For several months, Ontario curlers have been left in the
dark about the reasons the Canadian Curling Association has made the Ontario
Curling Association a member not in good standing, causing the provinces
curlers and curling clubs to be cut off from resources from the national body.
The situation has escalated to the point that the OCA has
been given a deadline of Monday to offer an apology or face further sanctions
in the form of a full suspension. That would mean, as I understand it, no
curler representing Ontario would go on to a national championship.

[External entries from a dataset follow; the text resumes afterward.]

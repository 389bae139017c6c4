//! JSON5 자판 레이아웃 스키마용 serde 타입
use std::collections::HashMap;

use serde::Deserialize;

use crate::unicode;

/// 키맵 값의 인코딩: 호환 자모(jamo) 또는 위치 자모(jaso)
#[derive(Debug, Clone, Copy, PartialEq, Eq, Deserialize)]
#[serde(rename_all = "lowercase")]
pub enum LayoutType {
    /// 호환 자모 (U+3131~U+3163)
    Jamo,
    /// 위치 자모 (초성 U+1100~, 중성 U+1161~, 종성 U+11A8~)
    Jaso,
}

impl LayoutType {
    /// 이 타입의 키맵에 올 수 있는 자모인지
    pub fn accepts(self, ch: char) -> bool {
        match self {
            LayoutType::Jamo => unicode::is_compat_consonant(ch) || unicode::is_compat_vowel(ch),
            LayoutType::Jaso => {
                unicode::is_choseong(ch) || unicode::is_jungseong(ch) || unicode::is_jongseong(ch)
            }
        }
    }
}

/// 겹자모 조합 규칙 한 줄
#[derive(Debug, Clone, Deserialize)]
pub struct CombinationEntry {
    pub first: String,
    pub second: String,
    pub result: String,
}

/// JSON5 레이아웃 최상위 스키마
#[derive(Debug, Clone, Deserialize)]
pub struct LayoutSchema {
    /// 레이아웃 식별자 (예: "2-standard")
    pub id: String,
    /// 표시 이름 (예: "두벌식 표준")
    pub name: String,
    #[serde(rename = "type")]
    pub layout_type: LayoutType,
    /// 키 레이블 → 16진수 코드포인트 ("0x3131")
    pub keymap: HashMap<String, String>,
    #[serde(default)]
    pub combinations: Vec<CombinationEntry>,
}
//! 자모 단위 문자열 검색
//!
//! 검색어의 각 글자는 덜 완성된 음절이어도 된다. "ㅎㄱㄷ"은 "홍길동"에
//! 포함되고, "홍ㄱ"으로 시작하며, "ㅇ길동"으로 끝난다.

use crate::jamo::Jamo;
use crate::syllable::Syllable;

/// `query`가 `text` 어딘가에 자모 단위로 포함되는지
///
/// ```
/// use rsjamo::search::contains;
/// assert!(contains("홍길동", "ㅎㄱㄷ"));
/// assert!(contains("홍길동", "길ㄷ"));
/// assert!(!contains("홍길동", "김"));
/// ```
pub fn contains(text: &str, query: &str) -> bool {
    let text = Syllable::from_text(text);
    let query = Syllable::from_text(query);
    if text.is_empty() || query.is_empty() || query.len() > text.len() {
        return false;
    }

    text.windows(query.len())
        .any(|window| window.iter().zip(&query).all(|(t, q)| t.include(q)))
}

/// `text`가 `prefix`로 시작하는지.
/// 마지막 글자만 덜 완성되어도 되고 나머지는 음절 전체가 같아야 한다.
pub fn starts_with(text: &str, prefix: &str) -> bool {
    let text = Syllable::from_text(text);
    let prefix = Syllable::from_text(prefix);
    if prefix.is_empty() {
        return true;
    }
    if prefix.len() > text.len() {
        return false;
    }

    let last = prefix.len() - 1;
    prefix
        .iter()
        .zip(&text)
        .enumerate()
        .all(|(i, (p, t))| matches_affix(t, p, i == last))
}

/// `text`가 `suffix`로 끝나는지.
/// 첫 글자만 덜 완성되어도 된다. 첫 글자가 홀로 쓴 자음이면 받침으로 본다.
///
/// ```
/// use rsjamo::search::ends_with;
/// assert!(ends_with("홍길동", "ㅇ길동"));
/// assert!(ends_with("홍길동", "ㄹ동"));
/// assert!(!ends_with("홍길동", "길ㄷ"));
/// ```
pub fn ends_with(text: &str, suffix: &str) -> bool {
    let text = Syllable::from_text(text);
    let mut suffix = Syllable::from_text(suffix);
    if suffix.is_empty() {
        return true;
    }
    if suffix.len() > text.len() {
        return false;
    }

    if let Some(first) = suffix.first_mut() {
        *first = lead_as_tail(*first);
    }

    let offset = text.len() - suffix.len();
    suffix
        .iter()
        .zip(&text[offset..])
        .enumerate()
        .all(|(i, (s, t))| matches_affix(t, s, i == 0))
}

/// 홀로 쓴 초성을 같은 소리의 종성으로 바꾼다. (ㅇ → 받침 ㅇ)
fn lead_as_tail(syllable: Syllable) -> Syllable {
    match (syllable.lead(), syllable.vowel(), syllable.tail()) {
        (Some(lead), None, None) => match lead.to_tail() {
            Some(tail) => Syllable::from_parts(None, None, Some(tail)),
            None => syllable,
        },
        _ => syllable,
    }
}

/// 접두/접미 비교. `lenient`인 글자에서는 검색어가 비워 둔 자리를 허용한다.
fn matches_affix(text: &Syllable, affix: &Syllable, lenient: bool) -> bool {
    if !text.has_jamo() || !affix.has_jamo() {
        return text.scalar() == affix.scalar();
    }

    slot_matches(text.lead(), affix.lead(), lenient)
        && slot_matches(text.vowel(), affix.vowel(), lenient)
        && slot_matches(text.tail(), affix.tail(), lenient)
}

fn slot_matches<J: Jamo>(text: Option<J>, affix: Option<J>, lenient: bool) -> bool {
    match (text, affix) {
        (None, None) => true,
        (None, Some(_)) => false,
        (Some(_), None) => lenient,
        (Some(t), Some(a)) => t == a,
    }
}
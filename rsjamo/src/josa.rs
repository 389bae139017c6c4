//! 조사(josa) 붙이기: 앞말의 받침 유무에 따라 은/는, 이/가 등을 고른다.

use crate::syllable::Syllable;
use crate::unicode;

/// 받침 유무에 따라 모양이 바뀌는 조사
#[derive(Debug, Clone, Copy, PartialEq, Eq, Hash)]
pub enum Josa {
    /// 은/는
    EunNeun,
    /// 이/가
    IGa,
    /// 을/를
    EulReul,
    /// 과/와
    GwaWa,
    /// 으로/로
    EuroRo,
    /// 아/야
    AYa,
}

impl Josa {
    /// 받침 있는 말 뒤에 붙는 모양
    pub fn after_consonant(self) -> &'static str {
        match self {
            Josa::EunNeun => "은",
            Josa::IGa => "이",
            Josa::EulReul => "을",
            Josa::GwaWa => "과",
            Josa::EuroRo => "으로",
            Josa::AYa => "아",
        }
    }

    /// 받침 없는 말 뒤에 붙는 모양
    pub fn after_vowel(self) -> &'static str {
        match self {
            Josa::EunNeun => "는",
            Josa::IGa => "가",
            Josa::EulReul => "를",
            Josa::GwaWa => "와",
            Josa::EuroRo => "로",
            Josa::AYa => "야",
        }
    }

    fn pick(self, ends_with_consonant: bool) -> &'static str {
        if ends_with_consonant {
            self.after_consonant()
        } else {
            self.after_vowel()
        }
    }
}

/// 읽었을 때 받침 소리로 끝나는지
///
/// - 숫자: 영, 일, 삼, 육, 칠, 팔
/// - 영문자: b, c, k, l, m, n, p, t
/// - 한글: 종성이 있는 음절
fn ends_with_consonant(last: char) -> bool {
    if last.is_ascii_digit() {
        return matches!(last, '0' | '1' | '3' | '6' | '7' | '8');
    }
    if last.is_ascii_alphabetic() {
        return matches!(
            last.to_ascii_lowercase(),
            'b' | 'c' | 'k' | 'l' | 'm' | 'n' | 'p' | 't'
        );
    }
    unicode::is_hangul(last) && Syllable::from_char(last).tail().is_some()
}

/// 문자열 뒤에 알맞은 조사를 붙인다. 빈 문자열에는 아무것도 붙이지 않는다.
///
/// ```
/// use rsjamo::josa::{attach_josa, Josa};
/// assert_eq!(attach_josa("사슴", Josa::EunNeun), "사슴은");
/// assert_eq!(attach_josa("사자", Josa::EunNeun), "사자는");
/// ```
pub fn attach_josa(text: &str, josa: Josa) -> String {
    let Some(last) = text.chars().next_back() else {
        return String::new();
    };
    let mut out = String::with_capacity(text.len() + 6);
    out.push_str(text);
    out.push_str(josa.pick(ends_with_consonant(last)));
    out
}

However despite both these bodies being representatives of
the curlers who pay the dues and support the game, neither side was ready to
give a reason as to the problem.
But now we know.
And it is both simple and straightforward while at the same
time complex. In some ways it’s shocking while in other ways, it’s really hard
to believe that the situation has escalated to where it is over these issues.
At the heart of the matter is a large group of people who
believe the OCA is dysfunctional and being improperly run. Documents obtained
by your humble scribe include charges of poor administration, boorish behaviour
by OCA directors and staff, improper treatment of sponsors, failure to react to
issues on a timely basis, low public perception and possibly libelous statements being made by the OCA president.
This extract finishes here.